WHAT IS NEEDED: Write out the data below exactly, beginning with the first line and ending once the line that has "principal from the" is written.

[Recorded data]
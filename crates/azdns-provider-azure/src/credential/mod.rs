//! Credential providers for the Azure management API
//!
//! [`DefaultAzureCredential`] is the ambient chain: a pre-acquired
//! `AZURE_ACCESS_TOKEN` if present, then a service principal from the
//! environment, then the host's managed identity. Every provider is
//! resolved lazily on each `get_token` call; nothing is cached.

mod client_secret;
mod managed_identity;

pub use client_secret::{ClientSecretCredential, EnvironmentCredential};
pub use managed_identity::{IMDS_CONNECT_TIMEOUT, IMDS_ENDPOINT, ManagedIdentityCredential};

use async_trait::async_trait;
use azdns_core::traits::{AccessToken, CredentialProvider};
use azdns_core::{Error, Result};
use reqwest::StatusCode;
use serde::Deserialize;
use std::sync::Arc;
use std::time::Duration;

use crate::cloud::AzureCloud;

/// Environment variable lookup, injectable for tests
pub type EnvLookup = Arc<dyn Fn(&str) -> Option<String> + Send + Sync>;

/// Timeout for token requests
pub(crate) const TOKEN_HTTP_TIMEOUT: Duration = Duration::from_secs(30);

pub(crate) fn process_env(name: &str) -> Option<String> {
    std::env::var(name).ok()
}

pub(crate) fn http_client() -> Result<reqwest::Client> {
    build_http_client(reqwest::Client::builder().timeout(TOKEN_HTTP_TIMEOUT))
}

pub(crate) fn build_http_client(builder: reqwest::ClientBuilder) -> Result<reqwest::Client> {
    builder
        .build()
        .map_err(|e| Error::config(format!("failed to build HTTP client: {}", e)))
}

/// OAuth error body (`error`, `error_description`)
#[derive(Debug, Deserialize)]
struct OAuthError {
    error: String,
    #[serde(default)]
    error_description: Option<String>,
}

/// Turn a failed token response into an authentication error
pub(crate) fn token_error(status: StatusCode, body: &str) -> Error {
    match serde_json::from_str::<OAuthError>(body) {
        Ok(err) => Error::auth(format!(
            "token endpoint returned {}: {}{}",
            status,
            err.error,
            err.error_description
                .map(|d| format!(" ({})", d))
                .unwrap_or_default()
        )),
        Err(_) => Error::auth(format!("token endpoint returned {}: {}", status, body.trim())),
    }
}

/// A token acquired elsewhere
pub struct StaticTokenCredential {
    token: AccessToken,
}

impl StaticTokenCredential {
    pub fn new(token: AccessToken) -> Self {
        Self { token }
    }

    pub fn from_secret(secret: impl Into<String>) -> Self {
        Self::new(AccessToken::new(secret, None))
    }
}

impl std::fmt::Debug for StaticTokenCredential {
    fn fmt(&self, f: &mut std::fmt::Formatter<'_>) -> std::fmt::Result {
        f.debug_struct("StaticTokenCredential")
            .field("token", &self.token)
            .finish()
    }
}

#[async_trait]
impl CredentialProvider for StaticTokenCredential {
    async fn get_token(&self, _scope: &str) -> Result<AccessToken> {
        if self.token.is_expired() {
            return Err(Error::auth("static access token has expired"));
        }
        Ok(self.token.clone())
    }

    fn credential_name(&self) -> &'static str {
        "static-token"
    }
}

/// Tries providers in order and returns the first token
pub struct ChainedCredential {
    sources: Vec<Arc<dyn CredentialProvider>>,
}

impl ChainedCredential {
    pub fn new(sources: Vec<Arc<dyn CredentialProvider>>) -> Self {
        Self { sources }
    }

    /// Names of the providers, in order
    pub fn source_names(&self) -> Vec<&'static str> {
        self.sources.iter().map(|s| s.credential_name()).collect()
    }
}

#[async_trait]
impl CredentialProvider for ChainedCredential {
    async fn get_token(&self, scope: &str) -> Result<AccessToken> {
        if self.sources.is_empty() {
            return Err(Error::auth("no credential providers configured"));
        }

        let mut failures = Vec::with_capacity(self.sources.len());
        for source in &self.sources {
            match source.get_token(scope).await {
                Ok(token) => {
                    tracing::debug!("Credential '{}' supplied a token", source.credential_name());
                    return Ok(token);
                }
                Err(e) => {
                    tracing::debug!("Credential '{}' unavailable: {}", source.credential_name(), e);
                    failures.push(format!("{}: {}", source.credential_name(), e));
                }
            }
        }

        Err(Error::auth(format!(
            "no credential in the chain produced a token [{}]",
            failures.join("; ")
        )))
    }

    fn credential_name(&self) -> &'static str {
        "chained"
    }
}

/// The ambient credential chain
pub struct DefaultAzureCredential;

impl DefaultAzureCredential {
    /// Build the chain for `cloud` from the process environment
    pub fn chain(cloud: AzureCloud) -> Result<ChainedCredential> {
        Self::chain_with_lookup(cloud, Arc::new(process_env))
    }

    /// Build the chain reading variables through `lookup`
    ///
    /// `AZURE_ACCESS_TOKEN` is read once here; the service principal
    /// variables are read on every token request.
    pub fn chain_with_lookup(cloud: AzureCloud, lookup: EnvLookup) -> Result<ChainedCredential> {
        let mut sources: Vec<Arc<dyn CredentialProvider>> = Vec::new();

        if let Some(token) = lookup("AZURE_ACCESS_TOKEN").filter(|t| !t.trim().is_empty()) {
            sources.push(Arc::new(StaticTokenCredential::from_secret(token)));
        }

        let managed_identity_client_id = lookup("AZURE_CLIENT_ID").filter(|v| !v.trim().is_empty());
        sources.push(Arc::new(EnvironmentCredential::with_lookup(cloud, lookup)));
        sources.push(Arc::new(ManagedIdentityCredential::new(
            managed_identity_client_id,
        )?));

        Ok(ChainedCredential::new(sources))
    }
}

FINISHED EXERCISE:
filename crates/azdns-provider-azure/src/credential/mod.rs
//! Credential providers for the Azure management API
//!
//! [`DefaultAzureCredential`] is the ambient chain: a pre-acquired
//! `AZURE_ACCESS_TOKEN` if present, then a service principal from the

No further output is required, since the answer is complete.